なお、「n官能(メタ)アクリレート化合物」とは、(メタ)アクリロイル基をn個有する(メタ)アクリレート化合物を意味する。
【0054】
また、(メタ)アクリレート化合物として、ウレタンアクリレート、ポリエステルアクリレート(ロジン変性ポリエステル化合物を除く)、エポキシアクリレート等も用いることができる。
【0055】
ウレタンアクリレートは、例えば、ジイソシアネートと水酸基を有する(メタ)アクリレート類とを反応させて得られるもの、ポリオールとポリイソシアネートとをイソシアネート基過剰の条件下に反応させてなるイソシアネート基含有ウレタンプレポリマーを、水酸基を有する(メタ)アクリレート類と反応させて得られるもの等がある。あるいは、ポリオールとポリイソシアネートとを水酸基過剰の条件下に反応させてなる水酸基含有ウレタンプレポリマーを、イソシアネート基を有する(メタ)アクリレート類と反応させて得ることもできる。
【0056】
ポリエステルアクリレートは、例えば、多塩基酸及び多価アルコールを重縮合して得られるポリエステルポリカルボン酸と、水酸基含有(メタ)アクリレート等とを反応させて得ることができる。
【0057】
エポキシアクリレートは、例えばエポキシ樹脂のグリシジル基を(メタ)アクリル酸でエステル化して、官能基を(メタ)アクリレート基としたものが挙げられ、ビスフェノールA型エポキシ樹脂への(メタ)アクリル酸付加物、ノボラック型エポキシ樹脂への(メタ)アクリル酸付加物等がある。
【0058】
本発明において、上記(メタ)アクリレート化合物は、1種単独で用いてもよく、2種以上を組み合わせて用いてもよい。
【0059】
これらの中でも、密着性と耐薬品性の観点から、2~4官能(メタ)アクリレート化合物を含むことが好ましい。
【0060】
上記2~4官能(メタ)アクリレート化合物の中でも、複素環構造を有する(メタ)アクリレート化合物を含むことがより好ましい。

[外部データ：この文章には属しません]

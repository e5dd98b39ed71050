use rand::Rng;

use crate::animation::{Animation, SpriteSet};
use crate::constants::*;
use crate::types::{Vector2D, out_of_bounds, wrap_edge};

#[derive(Clone, Copy, Debug, PartialEq, Eq, Hash)]
pub enum Category {
    Asteroid,
    Player,
    Bullet,
    Explosion,
    None,
}

#[derive(Clone, Copy, Debug, PartialEq, Eq)]
pub enum AsteroidSize {
    Large,
    Small,
}

impl AsteroidSize {
    pub fn radius(self) -> f64 {
        match self {
            AsteroidSize::Large => LARGE_ASTEROID_RADIUS,
            AsteroidSize::Small => SMALL_ASTEROID_RADIUS,
        }
    }

    pub fn fragment(self) -> Option<AsteroidSize> {
        match self {
            AsteroidSize::Large => Some(AsteroidSize::Small),
            AsteroidSize::Small => None,
        }
    }
}

#[derive(Clone, Debug, PartialEq)]
pub struct PlayerState {
    pub thrust: bool,
    pub max_speed: f64,
    pub damping: f64,
    pub health: u32,
    pub score: u32,
}

impl Default for PlayerState {
    fn default() -> Self {
        PlayerState {
            thrust: false,
            max_speed: PLAYER_MAX_SPEED,
            damping: PLAYER_DAMPING,
            health: PLAYER_START_HEALTH,
            score: 0,
        }
    }
}

impl PlayerState {
    // Takes one hit and returns the health left. Never goes below zero.
    pub fn take_hit(&mut self) -> u32 {
        self.health = self.health.saturating_sub(1);
        self.health
    }

    pub fn add_point(&mut self) {
        self.score += 1;
    }
}

#[derive(Clone, Debug)]
pub enum EntityKind {
    Asteroid(AsteroidSize),
    Bullet,
    Player(PlayerState),
    Explosion,
    Exhaust { ttl: u32 },
}

impl EntityKind {
    pub fn category(&self) -> Category {
        match self {
            EntityKind::Asteroid(_) => Category::Asteroid,
            EntityKind::Bullet => Category::Bullet,
            EntityKind::Player(_) => Category::Player,
            EntityKind::Explosion => Category::Explosion,
            EntityKind::Exhaust { .. } => Category::None,
        }
    }
}

#[derive(Clone, Debug)]
pub struct Entity {
    pub position: Vector2D,
    pub velocity: Vector2D,
    pub angle: f64, // Degrees
    pub radius: f64,
    pub animation: Animation,
    alive: bool,
    kind: EntityKind,
}

impl Entity {
    fn new(kind: EntityKind, position: Vector2D, angle: f64, radius: f64, animation: Animation) -> Self {
        Entity {
            position,
            velocity: Vector2D::ZERO,
            angle,
            radius,
            animation,
            alive: true,
            kind,
        }
    }

    pub fn asteroid(position: Vector2D, angle: f64, size: AsteroidSize, sprites: &SpriteSet, rng: &mut impl Rng) -> Self {
        let animation = match size {
            AsteroidSize::Large => sprites.rock.clone(),
            AsteroidSize::Small => sprites.rock_small.clone(),
        };
        let mut asteroid = Entity::new(EntityKind::Asteroid(size), position, angle, size.radius(), animation);
        asteroid.velocity = Vector2D::new(
            f64::from(rng.gen_range(-ASTEROID_MAX_AXIS_SPEED..=ASTEROID_MAX_AXIS_SPEED)),
            f64::from(rng.gen_range(-ASTEROID_MAX_AXIS_SPEED..=ASTEROID_MAX_AXIS_SPEED)),
        );
        asteroid
    }

    pub fn bullet(position: Vector2D, angle: f64, sprites: &SpriteSet) -> Self {
        Entity::new(EntityKind::Bullet, position, angle, BULLET_RADIUS, sprites.bullet.clone())
    }

    pub fn player(position: Vector2D, angle: f64, sprites: &SpriteSet) -> Self {
        Entity::new(EntityKind::Player(PlayerState::default()), position, angle, PLAYER_RADIUS, sprites.player.clone())
    }

    pub fn explosion(position: Vector2D, animation: Animation) -> Self {
        Entity::new(EntityKind::Explosion, position, 0.0, EFFECT_RADIUS, animation)
    }

    pub fn exhaust(position: Vector2D, angle: f64, sprites: &SpriteSet) -> Self {
        let mut puff = Entity::new(EntityKind::Exhaust { ttl: EXHAUST_TTL }, position, angle, EFFECT_RADIUS, sprites.exhaust.clone());
        puff.velocity = Vector2D::from_heading(angle).scale(-EXHAUST_SPEED);
        puff
    }

    pub fn category(&self) -> Category {
        self.kind.category()
    }

    pub fn asteroid_size(&self) -> Option<AsteroidSize> {
        match self.kind {
            EntityKind::Asteroid(size) => Some(size),
            _ => None,
        }
    }

    pub fn player_state(&self) -> Option<&PlayerState> {
        match &self.kind {
            EntityKind::Player(state) => Some(state),
            _ => None,
        }
    }

    pub fn player_state_mut(&mut self) -> Option<&mut PlayerState> {
        match &mut self.kind {
            EntityKind::Player(state) => Some(state),
            _ => None,
        }
    }

    pub fn is_alive(&self) -> bool {
        self.alive
    }

    pub fn kill(&mut self) {
        self.alive = false;
    }

    pub fn respawn(&mut self, position: Vector2D, angle: f64) {
        self.position = position;
        self.angle = angle;
        self.velocity = Vector2D::ZERO;
    }

    pub fn update(&mut self, width: f64, height: f64) {
        match &mut self.kind {
            EntityKind::Asteroid(_) => {
                self.position = self.position.add(self.velocity.truncated());
                self.wrap(width, height);
            }
            EntityKind::Bullet => {
                self.velocity = Vector2D::from_heading(self.angle).scale(BULLET_SPEED);
                self.position = self.position.add(self.velocity.truncated());
                if out_of_bounds(self.position, width, height) {
                    self.alive = false;
                }
            }
            EntityKind::Player(state) => {
                if state.thrust {
                    self.velocity = self.velocity.add(Vector2D::from_heading(self.angle).scale(PLAYER_THRUST));
                } else {
                    self.velocity = self.velocity.scale(state.damping);
                }

                let speed = self.velocity.length();
                if speed > state.max_speed {
                    self.velocity = self.velocity.scale(state.max_speed / speed);
                }

                self.position = self.position.add(self.velocity.truncated());
                self.wrap(width, height);
            }
            EntityKind::Explosion => {}
            EntityKind::Exhaust { ttl } => {
                *ttl = ttl.saturating_sub(1);
                self.position = self.position.add(self.velocity.truncated());
                if *ttl == 0 || out_of_bounds(self.position, width, height) {
                    self.alive = false;
                }
            }
        }
    }

    fn wrap(&mut self, width: f64, height: f64) {
        self.position.x = wrap_edge(self.position.x, width);
        self.position.y = wrap_edge(self.position.y, height);
    }
}

#[cfg(test)]
mod tests {
    use super::*;
    use rand::SeedableRng;
    use rand::rngs::StdRng;

    fn sprites() -> SpriteSet {
        SpriteSet::standard().unwrap()
    }

    #[test]
    fn asteroid_velocity_is_whole_and_bounded() {
        let sprites = sprites();
        let mut rng = StdRng::seed_from_u64(7);
        for _ in 0..200 {
            let a = Entity::asteroid(Vector2D::new(10.0, 10.0), 0.0, AsteroidSize::Large, &sprites, &mut rng);
            assert!(a.velocity.x.abs() <= 4.0 && a.velocity.y.abs() <= 4.0);
            assert_eq!(a.velocity.x.fract(), 0.0);
            assert_eq!(a.velocity.y.fract(), 0.0);
            assert_eq!(a.radius, 25.0);
            assert_eq!(a.category(), Category::Asteroid);
        }
    }

    #[test]
    fn asteroid_wraps_to_edge_values() {
        let sprites = sprites();
        let mut rng = StdRng::seed_from_u64(1);
        let mut a = Entity::asteroid(Vector2D::new(1198.0, 2.0), 0.0, AsteroidSize::Small, &sprites, &mut rng);
        a.velocity = Vector2D::new(4.0, -4.0);
        a.update(WORLD_WIDTH, WORLD_HEIGHT);
        assert_eq!(a.position, Vector2D::new(0.0, WORLD_HEIGHT));
        assert!(a.is_alive());
    }

    #[test]
    fn bullet_leaving_right_edge_dies() {
        let mut b = Entity::bullet(Vector2D::new(1199.0, 400.0), 0.0, &sprites());
        b.update(WORLD_WIDTH, WORLD_HEIGHT);
        assert!(b.position.x > WORLD_WIDTH);
        assert!(!b.is_alive());
    }

    #[test]
    fn bullet_moves_six_units_along_heading() {
        let mut b = Entity::bullet(Vector2D::new(600.0, 400.0), 90.0, &sprites());
        b.update(WORLD_WIDTH, WORLD_HEIGHT);
        assert_eq!(b.position, Vector2D::new(600.0, 406.0));
        assert!(b.is_alive());
    }

    #[test]
    fn player_thrust_accelerates_and_caps_speed() {
        let mut p = Entity::player(Vector2D::new(600.0, 400.0), 0.0, &sprites());
        p.player_state_mut().unwrap().thrust = true;
        for _ in 0..200 {
            p.update(WORLD_WIDTH, WORLD_HEIGHT);
        }
        assert!(p.velocity.length() <= PLAYER_MAX_SPEED + 1e-9);
        assert!(p.velocity.length() > PLAYER_MAX_SPEED - 0.5);
    }

    #[test]
    fn player_coasting_is_damped() {
        let mut p = Entity::player(Vector2D::new(600.0, 400.0), 0.0, &sprites());
        p.velocity = Vector2D::new(10.0, 0.0);
        p.update(WORLD_WIDTH, WORLD_HEIGHT);
        assert!((p.velocity.x - 9.9).abs() < 1e-9);
        assert_eq!(p.position, Vector2D::new(609.0, 400.0));
    }

    #[test]
    fn player_wraps_like_asteroids() {
        let mut p = Entity::player(Vector2D::new(3.0, 400.0), 180.0, &sprites());
        p.velocity = Vector2D::new(-5.0, 0.0);
        p.update(WORLD_WIDTH, WORLD_HEIGHT);
        assert_eq!(p.position.x, WORLD_WIDTH);
    }

    #[test]
    fn exhaust_expires_after_its_ttl() {
        let mut puff = Entity::exhaust(Vector2D::new(600.0, 400.0), 0.0, &sprites());
        assert_eq!(puff.category(), Category::None);
        for _ in 0..EXHAUST_TTL - 1 {
            puff.update(WORLD_WIDTH, WORLD_HEIGHT);
            assert!(puff.is_alive());
        }
        puff.update(WORLD_WIDTH, WORLD_HEIGHT);
        assert!(!puff.is_alive());
    }

    #[test]
    fn kill_is_permanent() {
        let mut e = Entity::explosion(Vector2D::new(1.0, 1.0), sprites().explosion);
        e.kill();
        e.update(WORLD_WIDTH, WORLD_HEIGHT);
        assert!(!e.is_alive());
    }

    #[test]
    fn take_hit_saturates_at_zero() {
        let mut state = PlayerState { health: 1, ..PlayerState::default() };
        assert_eq!(state.take_hit(), 0);
        assert_eq!(state.take_hit(), 0);
    }
}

複素環構造を有する2~4官能(メタ)アクリレート化合物としては、具体的に、ジオキサングリコールジアクリレート、トリス(2-ヒドロキシエチル)イソシアヌレートジ(メタ)アクリレート、トリス(2-ヒドロキシエチル)イソシアヌレートトリ(メタ)アクリレートなどが挙げられる。
【0061】
上記複素環構造を有する(メタ)アクリレート化合物の含有量は、インキ組成物の全質量に対して、1~15質量%であることが好ましく、2~10質量%であることがより好ましい。
【0062】
また、単官能(メタ)アクリレート化合物を含む場合は、耐薬品性の観点から、インキ組成物の全質量に対して、10質量%以下であることが好ましく、5質量%以下であることがより好ましい。
【0063】
また、5官能以上の(メタ)アクリレート化合物を含む場合は、密着性の観点から、インキ組成物の全質量に対して、25質量%以下であることが好ましく、15質量%以下であることがより好ましい。
【0064】
[ロジン変性ポリエステル化合物]
本発明における活性エネルギー線硬化性インキ組成物が含有するロジン変性ポリエステル化合物は、ロジン変性ポリエステル化合物における、ロジン由来の構造単位の割合(以下、「ロジン含有量」ともいう)が、ロジン変性ポリエステル化合物を構成する全構造単位に対し40~80質量%であることを特徴とするものである。
【0065】
本発明において、上記ロジン変性ポリエステル化合物は、ロジン由来の構造単位の割合が、ロジン変性ポリエステル化合物を構成する全構造単位に対し40~80質量%であれば特に制限がなく、公知のものを用いることができる。例えば、下記ロジン変性ポリエステル樹脂などが挙げられる。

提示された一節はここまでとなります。